╭─ Input data

use crate::domain::{SadError, SadResult};
use serde::{Deserialize, Serialize};
use std::collections::BTreeMap;
use std::fmt::{Display, Formatter};

/// Element-type keywords recognised in SAD lattice files.
#[derive(Debug, Clone, Copy, PartialEq, Eq, PartialOrd, Ord, Hash, Serialize, Deserialize)]
#[serde(rename_all = "lowercase")]
pub enum ElementKind {
    Drift,
    Bend,
    Quad,
    Oct,
    Mult,
    Sol,
    Cavi,
    Mark,
    Moni,
    Beambeam,
    Apert,
}

impl ElementKind {
    pub const ALL: [ElementKind; 11] = [
        Self::Drift,
        Self::Bend,
        Self::Quad,
        Self::Oct,
        Self::Mult,
        Self::Sol,
        Self::Cavi,
        Self::Mark,
        Self::Moni,
        Self::Beambeam,
        Self::Apert,
    ];

    pub const fn keyword(self) -> &'static str {
        match self {
            Self::Drift => "drift",
            Self::Bend => "bend",
            Self::Quad => "quad",
            Self::Oct => "oct",
            Self::Mult => "mult",
            Self::Sol => "sol",
            Self::Cavi => "cavi",
            Self::Mark => "mark",
            Self::Moni => "moni",
            Self::Beambeam => "beambeam",
            Self::Apert => "apert",
        }
    }

    pub fn from_keyword(keyword: &str) -> Option<Self> {
        Self::ALL
            .iter()
            .copied()
            .find(|kind| kind.keyword() == keyword)
    }
}

impl Display for ElementKind {
    fn fmt(&self, f: &mut Formatter<'_>) -> std::fmt::Result {
        f.write_str((*self).keyword())
    }
}

#[derive(Debug, Clone, PartialEq, Serialize, Deserialize)]
#[serde(untagged)]
pub enum AttributeValue {
    Bool(bool),
    Number(f64),
    Text(String),
    Record(BTreeMap<String, AttributeValue>),
}

impl AttributeValue {
    pub fn as_number(&self) -> Option<f64> {
        match self {
            Self::Number(value) => Some(*value),
            _ => None,
        }
    }

    pub const fn type_name(&self) -> &'static str {
        match self {
            Self::Bool(_) => "boolean",
            Self::Number(_) => "number",
            Self::Text(_) => "string",
            Self::Record(_) => "record",
        }
    }
}

/// Attributes of one named element.
#[derive(Debug, Clone, PartialEq, Default, Serialize, Deserialize)]
#[serde(transparent)]
pub struct ElementRecord {
    attributes: BTreeMap<String, AttributeValue>,
}

impl ElementRecord {
    pub fn new() -> Self {
        Self::default()
    }

    pub fn insert(&mut self, name: impl Into<String>, value: AttributeValue) {
        self.attributes.insert(name.into(), value);
    }

    pub fn get(&self, name: &str) -> Option<&AttributeValue> {
        self.attributes.get(name)
    }

    pub fn contains(&self, name: &str) -> bool {
        self.attributes.contains_key(name)
    }

    pub fn len(&self) -> usize {
        self.attributes.len()
    }

    pub fn is_empty(&self) -> bool {
        self.attributes.is_empty()
    }

    pub fn keys(&self) -> impl Iterator<Item = &str> {
        self.attributes.keys().map(String::as_str)
    }

    /// Numeric attribute, `Ok(None)` when absent and an error when present
    /// with a non-numeric value.
    pub fn number(&self, name: &str, element: &str) -> SadResult<Option<f64>> {
        match self.attributes.get(name) {
            None => Ok(None),
            Some(AttributeValue::Number(value)) => Ok(Some(*value)),
            Some(other) => Err(SadError::input_validation(
                "INPUT.ELEMENT_ATTRIBUTE_TYPE",
                format!(
                    "element '{}': attribute '{}' must be a number, found {}",
                    element,
                    name,
                    other.type_name()
                ),
            )),
        }
    }

    pub fn required_number(&self, name: &str, element: &str) -> SadResult<f64> {
        self.number(name, element)?.ok_or_else(|| {
            SadError::input_validation(
                "INPUT.ELEMENT_ATTRIBUTE_MISSING",
                format!("element '{}': missing required attribute '{}'", element, name),
            )
        })
    }

    /// Field-level update: fields of `other` overwrite same-named fields,
    /// fields only present here are kept.
    pub fn merge(&mut self, other: ElementRecord) {
        self.attributes.extend(other.attributes);
    }
}

impl FromIterator<(String, AttributeValue)> for ElementRecord {
    fn from_iter<I: IntoIterator<Item = (String, AttributeValue)>>(iter: I) -> Self {
        Self {
            attributes: iter.into_iter().collect(),
        }
    }
}

/// Named elements of a single kind.
#[derive(Debug, Clone, PartialEq, Default, Serialize, Deserialize)]
#[serde(transparent)]
pub struct ElementTable {
    elements: BTreeMap<String, ElementRecord>,
}

impl ElementTable {
    /// Inserts `record` or merges it into an existing element of the same
    /// name. Returns `true` when a merge happened.
    pub fn merge_record(&mut self, name: impl Into<String>, record: ElementRecord) -> bool {
        let name = name.into();
        match self.elements.get_mut(&name) {
            Some(existing) => {
                existing.merge(record);
                true
            }
            None => {
                self.elements.insert(name, record);
                false
            }
        }
    }

    pub fn get(&self, name: &str) -> Option<&ElementRecord> {
        self.elements.get(name)
    }

    pub fn len(&self) -> usize {
        self.elements.len()
    }

    pub fn is_empty(&self) -> bool {
        self.elements.is_empty()
    }

    pub fn iter(&self) -> impl Iterator<Item = (&str, &ElementRecord)> {
        self.elements
            .iter()
            .map(|(name, record)| (name.as_str(), record))
    }
}

/// A sequence token split into its element name and reversal marker.
#[derive(Debug, Clone, Copy, PartialEq, Eq)]
pub struct SequenceEntry<'a> {
    pub name: &'a str,
    pub reversed: bool,
}

impl<'a> SequenceEntry<'a> {
    pub fn parse(token: &'a str) -> Self {
        match token.strip_prefix('-') {
            Some(name) => Self {
                name,
                reversed: true,
            },
            None => Self {
                name: token,
                reversed: false,
            },
        }
    }
}

/// Parsed lattice: one table per element kind plus the beamline sequence.
///
/// Serializes as `{"bend": {...}, "drift": {...}, ..., "line": [...]}`.
#[derive(Debug, Clone, PartialEq, Default, Serialize, Deserialize)]
pub struct LatticeDocument {
    #[serde(flatten)]
    tables: BTreeMap<ElementKind, ElementTable>,
    #[serde(default)]
    line: Vec<String>,
}

impl LatticeDocument {
    pub fn table(&self, kind: ElementKind) -> Option<&ElementTable> {
        self.tables.get(&kind)
    }

    pub fn tables(&self) -> impl Iterator<Item = (ElementKind, &ElementTable)> {
        self.tables.iter().map(|(kind, table)| (*kind, table))
    }

    pub fn merge_element(
        &mut self,
        kind: ElementKind,
        name: impl Into<String>,
        record: ElementRecord,
    ) -> bool {
        self.tables
            .entry(kind)
            .or_default()
            .merge_record(name, record)
    }

    pub fn sequence(&self) -> &[String] {
        &self.line
    }

    /// Replaces the sequence and hands back the previous one, if any.
    pub fn replace_sequence(&mut self, tokens: Vec<String>) -> Option<Vec<String>> {
        let previous = std::mem::replace(&mut self.line, tokens);
        (!previous.is_empty()).then_some(previous)
    }

    pub fn element_count(&self) -> usize {
        self.tables.values().map(ElementTable::len).sum()
    }

    /// Every kind defining `name`, in kind order.
    pub fn kinds_defining(&self, name: &str) -> Vec<ElementKind> {
        self.tables
            .iter()
            .filter(|(_, table)| table.get(name).is_some())
            .map(|(kind, _)| *kind)
            .collect()
    }
}

#[cfg(test)]
mod tests {
    use super::{AttributeValue, ElementKind, ElementRecord, LatticeDocument, SequenceEntry};

    fn record(fields: &[(&str, f64)]) -> ElementRecord {
        fields
            .iter()
            .map(|(name, value)| (name.to_string(), AttributeValue::Number(*value)))
            .collect()
    }

    #[test]
    fn keywords_round_trip_for_every_kind() {
        for kind in ElementKind::ALL {
            assert_eq!(ElementKind::from_keyword(kind.keyword()), Some(kind));
        }
        assert_eq!(ElementKind::from_keyword("line"), None);
        assert_eq!(ElementKind::from_keyword("BEND"), None);
    }

    #[test]
    fn merge_updates_fields_without_dropping_old_ones() {
        let mut document = LatticeDocument::default();
        assert!(!document.merge_element(
            ElementKind::Bend,
            "b1",
            record(&[("l", 1.0), ("angle", 0.1)])
        ));
        assert!(document.merge_element(
            ElementKind::Bend,
            "b1",
            record(&[("angle", 0.2), ("e1", 0.5)])
        ));

        let merged = document
            .table(ElementKind::Bend)
            .and_then(|table| table.get("b1"))
            .expect("b1 should exist");
        assert_eq!(merged, &record(&[("l", 1.0), ("angle", 0.2), ("e1", 0.5)]));
    }

    #[test]
    fn required_number_reports_element_and_attribute() {
        let element = record(&[("l", 1.0)]);
        let error = element
            .required_number("angle", "b1")
            .expect_err("missing angle should fail");
        assert_eq!(error.placeholder(), "INPUT.ELEMENT_ATTRIBUTE_MISSING");
        assert!(error.message().contains("'b1'"));
        assert!(error.message().contains("'angle'"));

        let mut element = ElementRecord::new();
        element.insert("l", AttributeValue::Text("long".to_string()));
        let error = element.number("l", "d1").expect_err("text length should fail");
        assert_eq!(error.placeholder(), "INPUT.ELEMENT_ATTRIBUTE_TYPE");
    }

    #[test]
    fn sequence_entry_splits_reversal_marker() {
        assert_eq!(
            SequenceEntry::parse("-bb"),
            SequenceEntry {
                name: "bb",
                reversed: true
            }
        );
        assert_eq!(
            SequenceEntry::parse("aa"),
            SequenceEntry {
                name: "aa",
                reversed: false
            }
        );
    }

    #[test]
    fn document_serializes_tables_beside_line() {
        let mut document = LatticeDocument::default();
        document.merge_element(ElementKind::Drift, "d1", record(&[("l", 0.5)]));
        document.replace_sequence(vec!["d1".to_string(), "-d1".to_string()]);

        let json = serde_json::to_value(&document).expect("document should serialize");
        assert_eq!(
            json,
            serde_json::json!({ "drift": { "d1": { "l": 0.5 } }, "line": ["d1", "-d1"] })
        );

        let reread: LatticeDocument =
            serde_json::from_value(json).expect("document should deserialize");
        assert_eq!(reread, document);
    }

    #[test]
    fn unknown_table_keys_are_rejected_on_load() {
        let error = serde_json::from_str::<LatticeDocument>(r#"{ "wiggler": {}, "line": [] }"#)
            .expect_err("unknown kind should fail");
        assert!(error.to_string().contains("wiggler"));
    }
}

╰─

Aim of the exercise -> Search the listing for the word "Formatter" and return each line that holds it.

Written reply ->
use std::fmt::{Display, Formatter};
    fn fmt(&self, f: &mut Formatter<'_>) -> std::fmt::Result {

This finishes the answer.